Il était assis là avec sa cravate desserrée et sa veste fripée, rallumant le cigare éteint, avec une ligne rose comme un coucher de soleil visible juste au-dessus de sa lèvre inférieure retroussée.
“Qu’est-ce que tu veux que je te dise ? Oui, j’y crois. Non, je n’y crois pas.
— Je veux que tu me dises ce que tu crois.
— Parce que je me rends compte que nous allons aborder un domaine sensible.
— Qu’est-ce que tu crois ? dit-il.
— Je crois au recensement. Pourquoi n’y croirais-je pas ?”
Il me lança un regard inexpressif qui était en même temps assez agréablement attentif.
“Tu y crois.
— Pourquoi n’y croirais-je pas ?
— Tu crois les chiffres. Tu crois qu’il y a seulement vingt-cinq millions, par exemple, de personnes noires en Amérique.

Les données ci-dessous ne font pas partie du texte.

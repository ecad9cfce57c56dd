//! Halt latency per wait strategy
//!
//! An idle consumer parked in its wait strategy must leave the loop promptly
//! once halted, whichever strategy it waits with.

use seqring::{
    DefaultEventFactory, NoOpEventHandler, Pipeline, ProcessorState, ProducerType, ThreadBuilder,
    WaitStrategyType,
};
use std::thread;
use std::time::{Duration, Instant};

const HALT_BUDGET: Duration = Duration::from_millis(500);

fn halt_latency(strategy: WaitStrategyType, producer_type: ProducerType) -> Duration {
    let pipeline = Pipeline::new(
        16,
        producer_type,
        strategy,
        DefaultEventFactory::<u64>::new(),
        4,
    )
    .unwrap();
    let processor = pipeline.handle_events_with(NoOpEventHandler::new()).unwrap();
    let halt = processor.halt_handle();
    let thread = ThreadBuilder::new()
        .thread_name(format!("halt-{strategy}"))
        .spawn_processor(processor)
        .unwrap();

    let deadline = Instant::now() + Duration::from_secs(5);
    while !halt.is_running() {
        assert!(Instant::now() < deadline, "{strategy} processor never started");
        thread::yield_now();
    }
    // Let the consumer settle into its idle wait.
    thread::sleep(Duration::from_millis(20));

    let halted_at = Instant::now();
    halt.halt();
    let (outcome, _) = thread.join().unwrap();
    let elapsed = halted_at.elapsed();

    outcome.unwrap();
    assert_eq!(halt.state(), ProcessorState::Halted);
    elapsed
}

#[test]
fn test_every_strategy_halts_promptly() {
    let _ = tracing_subscriber::fmt().with_test_writer().try_init();

    for strategy in WaitStrategyType::ALL {
        for producer_type in [ProducerType::Single, ProducerType::Multi] {
            let elapsed = halt_latency(strategy, producer_type);
            assert!(
                elapsed < HALT_BUDGET,
                "{strategy}/{producer_type} took {elapsed:?} to halt"
            );
        }
    }
}

#[test]
fn test_halt_before_start_skips_the_loop() {
    let pipeline = Pipeline::new(
        8,
        ProducerType::Single,
        WaitStrategyType::Blocking,
        DefaultEventFactory::<u64>::new(),
        4,
    )
    .unwrap();
    let processor = pipeline.handle_events_with(NoOpEventHandler::new()).unwrap();
    let halt = processor.halt_handle();
    halt.halt();
    assert_eq!(halt.state(), ProcessorState::Halted);

    let thread = ThreadBuilder::new().spawn_processor(processor).unwrap();
    let (outcome, _) = thread.join().unwrap();
    outcome.unwrap();
    assert_eq!(halt.state(), ProcessorState::Halted);
}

— Pourquoi ne le croirais-je pas ?
— Donc tu y crois.
— Si c’est le nombre, c’est le nombre.
— Et tu ne penses pas qu’ils minimisent peut-être le vrai nombre.
— Attends un peu.
— Tu ne penses pas.
— Attends attends attends.
— Réfléchis-y”, dit-il.
Il saisit sa chemise, il fit une chose que font les hommes gros, il saisit sa chemise à deux mains pour l’écarter de sa poitrine et puis il la secoua, avec un peu de coquetterie, pour laisser respirer le haut de son corps.
“Sims, toi et moi.
— Réfléchis-y.
— Nous ne sommes pas, rappelle-toi, nous n’avons pas de mot, toi et moi, pour la science des forces obscures. Pour ce qu’il y a derrière un événement. Nous ne reconnaissons pas la validité de ce mot ou de cette science. Tu te rappelles cette conversation ?
— C’est une autre conversation. Et, dans cette conversation, je te dis : Réfléchis-y.
— Mais toi et moi. Nous allons à contre-courant, Sims. Le courant c’est facile, c’est irresponsable. Nous sommes des adultes responsables. Nous avons établi cela. Nous ne croyons pas qu’il y ait des forces secrètes appliquées à saper notre vie.
— Trente millions de personnes affectées par ton black-out local. Mais seulement vingt-cinq millions, dit-on, de gens noirs dans tout cet immense pays.
— Si c’est le nombre, c’est le nombre.
— Et c’est tout ce que tu trouves à dire. Nous avons un problème criant qui réclame, vraiment, un examen sérieux, pour reprendre une de tes expressions.
— Vas-y, examine-le.
— Tu es prêt à accepter ce nombre.
— Vingt-cinq millions. Oui, pourquoi pas ?
— Tu ne penses pas que ce nombre est beaucoup trop bas ?
— Vingt-cinq millions n’est pas si bas. C’est vingt-cinq millions, dis-je.
— Tu ne penses pas que ce nombre est largement minimisé.
— Pourquoi dis-tu qu’examen est un mot à moi ?
— Parce que tu l’as utilisé.
— Et ça en fait un mot à moi ?
— Je ne l’ai pas utilisé. C’est toi qui l’as utilisé.
— Je crois ce nombre. Pour moi, c’est un nombre vraisemblable.
— Tu ne crois pas que quelqu’un a peur que si le vrai nombre était révélé, les Blancs vont avoir les jambes en coton et les Noirs vont être tout remontés avec des : Eh, on devrait obtenir plus de ci et plus de ça et plus de ça aussi.
— Toi et moi, dis-je.
— Tu ne penses pas que le nombre est sous-estimé de peut-être quarante pour cent.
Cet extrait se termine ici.